As an added bonus, the Financial District is old New York City. I can give George Washington a very high-five for me/low-five for him if I want on my way past Federal Hall (that is, when they're not shooting lame-ass Domino's pizza commercials there). Many of the streets around me are cobblestone and a proliferation of mounted police officers means I can hear the sounds of the way it used to be. My street is typically pretty dead once Deutsche Bank clears out all the Towncars between 8:30 and 9 PM and I am totally OK with that. I walk out of my building, turn left and have an awesome view of Trinity Church. Just don't try finding a taxi to get home here. You will have to direct them.


And just to rub it in to my former self a bit more...my apartment is 50 times better than my old place. In fact part of the reason why I stopped blogging for a bit was because I honestly thought it was a mirage. I couldn't really be living here. If I said something they would find out (whoever they are) and come drag me out, kicking and screaming the entire way back to dorm-style living in one room. I went to Colorado on vacation and was afraid I'd come back, try to get into my apartment and come to grips with the fact that it was all a dream. But now I have come to realize that yes, I really live in a doorman/elevator building; yes, I really have more than one room; and most importantly yes, I really have a dishwasher.

Not that life is all peaches and cream. I am incredibly rent-poor right now. I knew this and budgeted for it...sort of. I have promised myself not to touch my savings. I had spent the final couple of months at my last job spending myself back into debt. Damn that stress. And really things would have worked out fine at the new place if not for the economy...I would gotten a raise at my 6-month review and maybe even a bonus. Instead I'm just happy to have a job (and one I enjoy to boot! again!) and quietly suffering over bills each month. After rent and expenses I've committed myself to using my disposable income to pay down the cards, but there's not much there. Some nights I can't sleep because I'm so worried about my finances. I don't want to end up like my parents.

I had even considered breaking my lease and moving. But lord I can't do it! The mental health I have gained living in a calm situation is worth saving $1000/mo by moving out to Queens. Really I'm counting my blessings to have this kind of pain to deal with. I know my apartment is below market rate. So I hope to use this time of no disposable money as fodder the next time I want to go spendthirft. For now I'm creatively looking for free events and staying home a lot. But who am I kidding? I'm kind of a homebody anyway. I blog. I code CSS for fun. I play video games. I'm like a 13-year-old boy.
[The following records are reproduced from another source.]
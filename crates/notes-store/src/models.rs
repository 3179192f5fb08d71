//! Database models for the storage layer.
//!
//! Row types map directly to the `notes` table and convert into the
//! domain types from notes-core.

use notes_core::{Note, NoteId};
use sqlx::FromRow;

/// Database row for the `notes` table.
#[derive(Debug, Clone, FromRow)]
pub struct NoteRow {
    pub id: i64,
    pub title: String,
    pub content: String,
}

impl From<NoteRow> for Note {
    fn from(row: NoteRow) -> Self {
        Note {
            id: NoteId(row.id),
            title: row.title,
            content: row.content,
        }
    }
}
And then the last busy factor came courtesy of a guy or two. No need to get into the messy details, but they're gone now. T is still around and we're currently chatting back and forth about Lost a lot and applying it to our faux relationship. We pretend like NYC is the Island and say really outlandish things. Things like "if I had traveled back in time to 1997 when you were mid-20s and working in the city but had been my current self we would be together!" (me) or "if I had been moved forward in time by the island from 1995 to 2006 in Connecticut we would be co-habitating right now and you'd be pouting about me not inviting you to poker night" (him). Instead we're like Sawyer and Kate -- back in the same place but years apart; him giving me 10 stupid yet endearing nicknames and me giving him exceedingly long glancess without dialogue while corny dramatic music plays. Yep, I'm a geek.